Community Development Unit of Public Health Engineering Department (PHED)launched the largest sanitation drive to provide toilets for rural population of Muzaffargarh under its " Pakistan's viewpoint on complete sanitation and Health. With the help of volunteers, PHED 's CDU motivated the people of Union Council Jagatpur and Kharak to make these areas " human waste free". Another 24 volunteers were trained under three-day training programme  Community Development officer Maqbool Ahmed and Farhat Jehangir  of Water aid Pakistan told that almost half of Pakistan's 220 million people defecate in the open - a practice that puts them at risk from cholera, diarrhoea, dysentery, hepatitis A and typhoid fever.Despite Pakistan's launch of the total Sanitation Campaign over a decade ago, which built thousands of latrines aimed at improving sanitation in rural areas, only a quarter of Pakistan's rural population has access to toilets. And those who do often decline to use them, researchers found.The fundamental problem is that this programme doesn't put enough resources to behaviour change.

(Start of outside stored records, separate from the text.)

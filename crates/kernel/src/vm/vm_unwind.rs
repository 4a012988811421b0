// Copyright (C) 2025 Ryan Daum <ryan.daum@gmail.com> This program is free
// software: you can redistribute it and/or modify it under the terms of the GNU
// General Public License as published by the Free Software Foundation, version
// 3.
//
// This program is distributed in the hope that it will be useful, but WITHOUT
// ANY WARRANTY; without even the implied warranty of MERCHANTABILITY or FITNESS
// FOR A PARTICULAR PURPOSE. See the GNU General Public License for more details.
//
// You should have received a copy of the GNU General Public License along with
// this program. If not, see <https://www.gnu.org/licenses/>.
//

use crate::vm::activation::{Activation, Frame};
use crate::vm::moo_frame::{CatchType, ScopeType};
use crate::vm::{ExecutionResult, VMExecState};
use etamoo_common::model::VerbFlag;
use etamoo_common::tasks::Exception;
use etamoo_var::program::{Label, Offset};
use etamoo_var::{v_err, v_int, v_list, v_none, v_obj, v_str, Error, Var};
use tracing::trace;

/// Why the stack is unwinding, or how a finally block was entered.
#[derive(Clone, Debug)]
pub enum FinallyReason {
    /// The body ran to completion; nothing special to do.
    Fallthrough,
    /// An exception is looking for a handler.
    Raise(Exception),
    /// A return value is headed for the caller.
    Return(Var),
    /// The task is being torn down and nothing can stop that; finally blocks
    /// still run, catch handlers do not.
    Abort,
    /// A break/continue is exiting to a loop edge.
    Exit { stack: Offset, label: Label },
}

impl VMExecState {
    /// Compose the stack list for an exception, in `callers()` format,
    /// starting from the current frame.
    fn make_stack_list(activations: &[Activation]) -> Vec<Var> {
        let mut stack_list = vec![];
        for a in activations.iter().rev() {
            let line_no = match a.frame.find_line_no() {
                None => v_none(),
                Some(l) => v_int(l as i64),
            };
            let traceback_entry = vec![
                v_obj(a.this),
                v_str(a.verb_name.as_str()),
                v_obj(a.verb_definer()),
                v_obj(a.verb_owner()),
                v_obj(a.player),
                line_no,
            ];
            stack_list.push(v_list(&traceback_entry));
        }
        stack_list
    }

    /// Compose the printable backtrace for an error, one line per live frame.
    fn make_backtrace(activations: &[Activation], raise_msg: &str) -> Vec<Var> {
        let mut backtrace_list = vec![];
        for (i, a) in activations.iter().rev().enumerate() {
            let mut pieces = vec![];
            if i != 0 {
                pieces.push("... called from ".to_string());
            }
            match &a.frame {
                Frame::Moo(_) => {
                    pieces.push(format!("{}:{}", a.verb_definer(), a.verb_name));
                }
                Frame::Bf(_) => {
                    pieces.push(format!("builtin {}", a.verb_name));
                }
            }
            if a.verb_definer() != a.this {
                pieces.push(format!(" (this == {})", a.this));
            }
            if let Some(line_num) = a.frame.find_line_no() {
                pieces.push(format!(" (line {line_num})"));
            }
            if i == 0 {
                pieces.push(format!(": {raise_msg}"));
            }
            backtrace_list.push(v_str(&pieces.join("")))
        }
        backtrace_list.push(v_str("(End of traceback)"));
        backtrace_list
    }

    fn raise_error_exception(&mut self, error: Error) -> ExecutionResult {
        trace!(?error, "raising error");
        let stack = Self::make_stack_list(&self.stack);
        let backtrace = Self::make_backtrace(&self.stack, &error.message());
        let exception = Exception {
            error,
            stack,
            backtrace,
        };
        self.unwind_stack(FinallyReason::Raise(exception))
    }

    /// The current frame's debug flag: does a raised error actually unwind,
    /// or merely substitute itself as the value of the failed expression?
    fn debug_bit_set(&self) -> bool {
        let verb_frame = self.stack.iter().rev().find(|a| !a.is_builtin_frame());
        verb_frame
            .map(|a| a.verbdef.flags().contains(VerbFlag::Debug))
            .unwrap_or(true)
    }

    /// Raise an error from a failed expression: push the error value in
    /// place of the expression's result, then unwind only if the `d` bit of
    /// the running verb is set.
    pub(crate) fn push_error(&mut self, error: Error) -> ExecutionResult {
        trace!(?error, "push_error");
        self.push(v_err(error.clone()));
        if self.debug_bit_set() {
            return self.raise_error_exception(error);
        }
        ExecutionResult::More
    }

    /// Same as push_error, but for returns from builtin functions: the error
    /// value substitutes as the builtin's return value in the caller.
    pub(crate) fn push_bf_error(&mut self, error: Error) -> ExecutionResult {
        trace!(?error, "push_bf_error");
        // The error value lands in the *calling* frame, not the builtin
        // frame, which is incapable of doing anything with it.
        self.parent_activation_mut()
            .frame
            .set_return_value(v_err(error.clone()));

        if self.debug_bit_set() {
            return self.raise_error_exception(error);
        }
        // Not unwinding, so pop the builtin's activation frame.
        self.stack.pop();
        ExecutionResult::More
    }

    /// Raise an error without a value-substitution site (mid-statement
    /// failures like a bad loop operand): unwinds only with the `d` bit on.
    pub(crate) fn raise_error(&mut self, error: Error) -> ExecutionResult {
        trace!(?error, "raise_error");
        if self.debug_bit_set() {
            return self.raise_error_exception(error);
        }
        ExecutionResult::More
    }

    /// Explicitly raise an error, regardless of the `d` bit; for `raise()`
    /// and stack-depth exhaustion.
    pub(crate) fn throw_error(&mut self, error: Error) -> ExecutionResult {
        trace!(?error, "throw_error");
        self.raise_error_exception(error)
    }

    /// The exception tuple pushed for a catch handler: {code, message,
    /// value, traceback}.
    fn exception_value(exception: &Exception) -> Var {
        v_list(&[
            v_err(exception.error.clone()),
            v_str(&exception.error.message()),
            exception
                .error
                .value
                .as_ref()
                .map(|v| (**v).clone())
                .unwrap_or_else(|| v_int(0)),
            v_list(&exception.backtrace),
        ])
    }

    /// Unwind the stack with the given reason, handling every exit path from
    /// a verb execution: raises hunting for a matching catch, returns
    /// delivering values, and loop exits, with finally blocks run along the
    /// way.
    pub(crate) fn unwind_stack(&mut self, why: FinallyReason) -> ExecutionResult {
        // Walk activation stack from top to bottom, tossing frames as we go.
        while let Some(a) = self.stack.last_mut() {
            if let Frame::Moo(frame) = &mut a.frame {
                // A loop exit stays within the current frame: unwind scopes
                // entered inside the loop (running their finally blocks),
                // then snap the value stack and jump.
                if let FinallyReason::Exit { stack, label } = &why {
                    while let Some(scope) = frame.scope_stack.last() {
                        if scope.valstack_pos < stack.0 as usize {
                            break;
                        }
                        let scope = frame.pop_scope().expect("scope stack modified under us");
                        if let ScopeType::TryFinally(finally_label) = scope.scope_type {
                            frame.jump(&finally_label);
                            frame.finally_stack.push(why.clone());
                            return ExecutionResult::More;
                        }
                    }
                    frame.valstack.truncate(stack.0 as usize);
                    frame.jump(label);
                    return ExecutionResult::More;
                }

                while let Some(scope) = frame.pop_scope() {
                    match scope.scope_type {
                        ScopeType::TryFinally(finally_label) => {
                            // Jump into the finally block, which will resume
                            // this unwind when it hits FinallyContinue.
                            frame.jump(&finally_label);
                            frame.finally_stack.push(why.clone());
                            return ExecutionResult::More;
                        }
                        ScopeType::TryCatch(catches) => {
                            if let FinallyReason::Raise(exception) = &why {
                                for (catch_type, label) in catches {
                                    let found = match catch_type {
                                        CatchType::Any => true,
                                        CatchType::Errors(errs) => {
                                            errs.contains(&exception.error)
                                        }
                                    };
                                    if found {
                                        frame.jump(&label);
                                        frame.push(Self::exception_value(exception));
                                        return ExecutionResult::More;
                                    }
                                }
                            }
                        }
                    }
                }
            }

            // No handler in this frame, so pop it.
            self.stack.pop().expect("stack underflow");
            if self.stack.is_empty() {
                break;
            }

            // If it was an explicit return that brought us here, deliver the
            // value to the caller's frame and keep running.
            if let FinallyReason::Return(value) = &why {
                self.set_return_value(value.clone());
                return ExecutionResult::More;
            }
        }

        match why {
            FinallyReason::Return(r) => ExecutionResult::Complete(r),
            FinallyReason::Fallthrough => ExecutionResult::Complete(v_none()),
            why => ExecutionResult::Exception(why),
        }
    }
}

It is harder to change behaviour than to build latrines," a study revealed.Although access to toilets in villages in Pakistan's Muzaffargarh district state increased from 9 to 63 percent during the course of the study, the researchers found no evidence that the intervention improved villagers' health.The reason, said an activist, was not only an insufficient number of toilets available, but also people's reluctance to use them, lack of hand washing practices, and contact with faeces from children and animals."If a family boils its drinking water it's probably protecting itself from pathogens that are transmitted through water. If a family sleeps under a bed net it might protect itself from malaria."But in sanitation it's a community issue and the fact that you have a latrine and you use a latrine doesn't mean that you're going to be protected, because there's still a lot of potential sources of exposure in your community,"Another social activist said.NGOs need to make sure that people actually use them in order to succeed in its sanitation drive and in improving health, he said.